> SOURCE INFORMATION:
+ + + +
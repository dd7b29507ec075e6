pub mod catalog;

pub use catalog::catalog_routes;
//! # Sectioned Catalog
//!
//! The pure merge that folds a page of characters into the accumulated
//! catalog: identity dedup (last write wins), first-letter grouping, and
//! collated section ordering.

use indexmap::IndexMap;
use serde::{Deserialize, Serialize};
use std::cmp::Ordering;

use super::character::{Character, CharacterId};

/// Characters sharing a first-letter grouping key
#[derive(Debug, Clone, PartialEq, Eq, Serialize, Deserialize)]
pub struct Section {
    pub title: String,
    pub characters: Vec<Character>,
}

/// Ordered sections; every id appears at most once across the whole catalog
#[derive(Debug, Clone, Default, PartialEq, Eq, Serialize, Deserialize)]
pub struct Catalog {
    sections: Vec<Section>,
}

impl Catalog {
    pub fn new() -> Self {
        Self::default()
    }

    pub fn sections(&self) -> &[Section] {
        &self.sections
    }

    /// All characters in section order
    pub fn flatten(&self) -> impl Iterator<Item = &Character> {
        self.sections.iter().flat_map(|s| s.characters.iter())
    }

    pub fn get(&self, id: CharacterId) -> Option<&Character> {
        self.flatten().find(|c| c.id == id)
    }

    pub fn contains(&self, id: CharacterId) -> bool {
        self.get(id).is_some()
    }

    /// Number of characters
    pub fn len(&self) -> usize {
        self.sections.iter().map(|s| s.characters.len()).sum()
    }

    pub fn is_empty(&self) -> bool {
        self.sections.is_empty()
    }
}

/// Grouping key: the uppercase form of the first character of `name`
pub fn section_key(name: &str) -> String {
    name.chars()
        .next()
        .map(|c| c.to_uppercase().collect())
        .unwrap_or_default()
}

fn char_class(c: char) -> u8 {
    if c.is_alphabetic() {
        2
    } else if c.is_numeric() {
        1
    } else {
        0
    }
}

/// Base letter for the accented Latin-1 letters, so `É` sorts next to `E`
fn fold_accent(c: char) -> char {
    match c {
        'à'..='å' => 'a',
        'ç' => 'c',
        'è'..='ë' => 'e',
        'ì'..='ï' => 'i',
        'ñ' => 'n',
        'ò'..='ö' | 'ø' => 'o',
        'ù'..='ü' => 'u',
        'ý' | 'ÿ' => 'y',
        other => other,
    }
}

fn collation_key(s: &str) -> String {
    s.to_lowercase().chars().map(fold_accent).collect()
}

/// Locale-style title ordering: symbols, then digits, then letters. Letters
/// compare case- and accent-insensitively first, then by lowercase form, then
/// by raw code point.
pub fn collate(a: &str, b: &str) -> Ordering {
    let class = |s: &str| s.chars().next().map(char_class).unwrap_or(0);

    class(a)
        .cmp(&class(b))
        .then_with(|| collation_key(a).cmp(&collation_key(b)))
        .then_with(|| a.to_lowercase().cmp(&b.to_lowercase()))
        .then_with(|| a.cmp(b))
}

/// Fold `incoming` into `existing`.
///
/// With a `filter`, incoming characters whose name does not contain it
/// (case-insensitively) are dropped first. A duplicate id keeps the position
/// where it was first seen and takes the later value. Within a section,
/// characters follow that identity order; there is no secondary sort.
pub fn merge(existing: &Catalog, incoming: Vec<Character>, filter: Option<&str>) -> Catalog {
    let needle = filter.map(str::to_lowercase);

    let mut by_id: IndexMap<CharacterId, Character> = IndexMap::new();
    for character in existing.flatten() {
        by_id.insert(character.id, character.clone());
    }
    for character in incoming {
        if let Some(needle) = &needle {
            if !character.name.to_lowercase().contains(needle.as_str()) {
                continue;
            }
        }
        by_id.insert(character.id, character);
    }

    let mut grouped: IndexMap<String, Vec<Character>> = IndexMap::new();
    for character in by_id.into_values() {
        grouped
            .entry(section_key(&character.name))
            .or_default()
            .push(character);
    }

    let mut sections: Vec<Section> = grouped
        .into_iter()
        .map(|(title, characters)| Section { title, characters })
        .collect();
    sections.sort_by(|a, b| collate(&a.title, &b.title));

    Catalog { sections }
}
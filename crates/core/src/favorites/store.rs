//! # Favorite Store
//!
//! Key-value persistence seam for the favorite set. One key holds the whole
//! serialized set.

use async_trait::async_trait;
use std::collections::HashMap;
use std::sync::Mutex;

use crate::error::PersistenceError;
use crate::state::HerodexDb;

#[async_trait]
pub trait FavoriteStore: Send + Sync {
    async fn get(&self, key: &str) -> Result<Option<String>, PersistenceError>;
    async fn set(&self, key: &str, value: &str) -> Result<(), PersistenceError>;
}

#[async_trait]
impl FavoriteStore for HerodexDb {
    async fn get(&self, key: &str) -> Result<Option<String>, PersistenceError> {
        HerodexDb::get(self, key).map_err(|e| PersistenceError::Read {
            key: key.to_string(),
            reason: format!("{:#}", e),
        })
    }

    async fn set(&self, key: &str, value: &str) -> Result<(), PersistenceError> {
        HerodexDb::set(self, key, value).map_err(|e| PersistenceError::Write {
            key: key.to_string(),
            reason: format!("{:#}", e),
        })
    }
}

/// Process-local store; nothing survives a restart
#[derive(Debug, Default)]
pub struct MemoryStore {
    entries: Mutex<HashMap<String, String>>,
}

impl MemoryStore {
    pub fn new() -> Self {
        Self::default()
    }
}

#[async_trait]
impl FavoriteStore for MemoryStore {
    async fn get(&self, key: &str) -> Result<Option<String>, PersistenceError> {
        let entries = self.entries.lock().map_err(|e| PersistenceError::Read {
            key: key.to_string(),
            reason: e.to_string(),
        })?;
        Ok(entries.get(key).cloned())
    }

    async fn set(&self, key: &str, value: &str) -> Result<(), PersistenceError> {
        let mut entries = self.entries.lock().map_err(|e| PersistenceError::Write {
            key: key.to_string(),
            reason: e.to_string(),
        })?;
        entries.insert(key.to_string(), value.to_string());
        Ok(())
    }
}
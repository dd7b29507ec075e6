//! # Search
//!
//! Debounced query input and the Browse/Search mode machine.

pub mod coordinator;
pub mod debounce;

pub use coordinator::{ModeTransition, QueryState, SearchCoordinator, SearchMode};
pub use debounce::{wait_until, Debouncer};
+ + + +
> BRIEF:
Please retype all of the lines above exactly as they stand.

> RESPONSE AREA:
repository dd7b29507ec075e6
pub mod catalog;

pub use catalog::catalog_routes;
//! # Sectioned Catalog
//!
//! The pure merge that folds a page of characters into the accumulated
//! catalog: identity dedup (last write wins), first-letter grouping, and
//! collated section ordering.

use indexmap::IndexMap;
use serde::{Deserialize, Serialize};
use std::cmp::Ordering;

use super::character::{Character, CharacterId};

/// Characters sharing a first-letter grouping key
#[derive(Debug, Clone, PartialEq, Eq, Serialize, Deserialize)]
pub struct Section {
    pub title: String,
    pub characters: Vec<Character>,
}

/// Ordered sections; every id appears at most once across the whole catalog
#[derive(Debug, Clone, Default, PartialEq, Eq, Serialize, Deserialize)]
pub struct Catalog {
    sections: Vec<Section>,
}

impl Catalog {
    pub fn new() -> Self {
        Self::default()
    }

    pub fn sections(&self) -> &[Section] {
        &self.sections
    }

    /// All characters in section order
    pub fn flatten(&self) -> impl Iterator<Item = &Character> {
        self.sections.iter().flat_map(|s| s.characters.iter())
    }

    pub fn get(&self, id: CharacterId) -> Option<&Character> {
        self.flatten().find(|c| c.id == id)
    }

    pub fn contains(&self, id: CharacterId) -> bool {
        self.get(id).is_some()
    }

    /// Number of characters
    pub fn len(&self) -> usize {
        self.sections.iter().map(|s| s.characters.len()).sum()
    }

    pub fn is_empty(&self) -> bool {
        self.sections.is_empty()
    }
}

/// Grouping key: the uppercase form of the first character of `name`
pub fn section_key(name: &str) -> String {
    name.chars()
        .next()
        .map(|c| c.to_uppercase().collect())
        .unwrap_or_default()
}

fn char_class(c: char) -> u8 {
    if c.is_alphabetic() {
        2
    } else if c.is_numeric() {
        1
    } else {
        0
    }
}

/// Base letter for the accented Latin-1 letters, so `É` sorts next to `E`
fn fold_accent(c: char) -> char {
    match c {
        'à'..='å' => 'a',
        'ç' => 'c',
        'è'..='ë' => 'e',
        'ì'..='ï' => 'i',
        'ñ' => 'n',
        'ò'..='ö' | 'ø' => 'o',
        'ù'..='ü' => 'u',
        'ý' | 'ÿ' => 'y',
        other => other,
    }
}

fn collation_key(s: &str) -> String {
    s.to_lowercase().chars().map(fold_accent).collect()
}

/// Locale-style title ordering: symbols, then digits, then letters. Letters
/// compare case- and accent-insensitively first, then by lowercase form, then
/// by raw code point.
pub fn collate(a: &str, b: &str) -> Ordering {
    let class = |s: &str| s.chars().next().map(char_class).unwrap_or(0);

    class(a)
        .cmp(&class(b))
        .then_with(|| collation_key(a).cmp(&collation_key(b)))
        .then_with(|| a.to_lowercase().cmp(&b.to_lowercase()))
        .then_with(|| a.cmp(b))
}

/// Fold `incoming` into `existing`.
///
/// With a `filter`, incoming characters whose name does not contain it
/// (case-insensitively) are dropped first. A duplicate id keeps the position
/// where it was first seen and takes the later value. Within a section,
/// characters follow that identity order; there is no secondary sort.
pub fn merge(existing: &Catalog, incoming: Vec<Character>, filter: Option<&str>) -> Catalog {
    let needle = filter.map(str::to_lowercase);

    let mut by_id: IndexMap<CharacterId, Character> = IndexMap::new();
    for character in existing.flatten() {
        by_id.insert(character.id, character.clone());
    }
    for character in incoming {
        if let Some(needle) = &needle {
            if !character.name.to_lowercase().contains(needle.as_str()) {
                continue;
            }
        }
        by_id.insert(character.id, character);
    }

    let mut grouped: IndexMap<String, Vec<Character>> = IndexMap::new();
    for character in by_id.into_values() {
        grouped
            .entry(section_key(&character.name))
            .or_default()
            .push(character);
    }

    let mut sections: Vec<Section> = grouped
        .into_iter()
        .map(|(title, characters)| Section { title, characters })
        .collect();
    sections.sort_by(|a, b| collate(&a.title, &b.title));

    Catalog { sections }
}
filename crates/core/src/favorites/store.rs
//! # Favorite Store
//!
//! Key-value persistence seam for the favorite set. One key holds the whole
//! serialized set.

use async_trait::async_trait;
use std::collections::HashMap;
use std::sync::Mutex;

use crate::error::PersistenceError;
use crate::state::HerodexDb;

#[async_trait]
pub trait FavoriteStore: Send + Sync {
    async fn get(&self, key: &str) -> Result<Option<String>, PersistenceError>;
    async fn set(&self, key: &str, value: &str) -> Result<(), PersistenceError>;
}

#[async_trait]
impl FavoriteStore for HerodexDb {
    async fn get(&self, key: &str) -> Result<Option<String>, PersistenceError> {
        HerodexDb::get(self, key).map_err(|e| PersistenceError::Read {
            key: key.to_string(),
            reason: format!("{:#}", e),
        })
    }

    async fn set(&self, key: &str, value: &str) -> Result<(), PersistenceError> {
        HerodexDb::set(self, key, value).map_err(|e| PersistenceError::Write {
            key: key.to_string(),
            reason: format!("{:#}", e),
        })
    }
}

/// Process-local store; nothing survives a restart
#[derive(Debug, Default)]
pub struct MemoryStore {
    entries: Mutex<HashMap<String, String>>,
}

impl MemoryStore {
    pub fn new() -> Self {
        Self::default()
    }
}

#[async_trait]
impl FavoriteStore for MemoryStore {
    async fn get(&self, key: &str) -> Result<Option<String>, PersistenceError> {
        let entries = self.entries.lock().map_err(|e| PersistenceError::Read {
            key: key.to_string(),
            reason: e.to_string(),
        })?;
        Ok(entries.get(key).cloned())
    }

    async fn set(&self, key: &str, value: &str) -> Result<(), PersistenceError> {
        let mut entries = self.entries.lock().map_err(|e| PersistenceError::Write {
            key: key.to_string(),
            reason: e.to_string(),
        })?;
        entries.insert(key.to_string(), value.to_string());
        Ok(())
    }
}
repository dd7b29507ec075e6
//! # Search
//!
//! Debounced query input and the Browse/Search mode machine.

pub mod coordinator;
pub mod debounce;

pub use coordinator::{ModeTransition, QueryState, SearchCoordinator, SearchMode};
pub use debounce::{wait_until, Debouncer};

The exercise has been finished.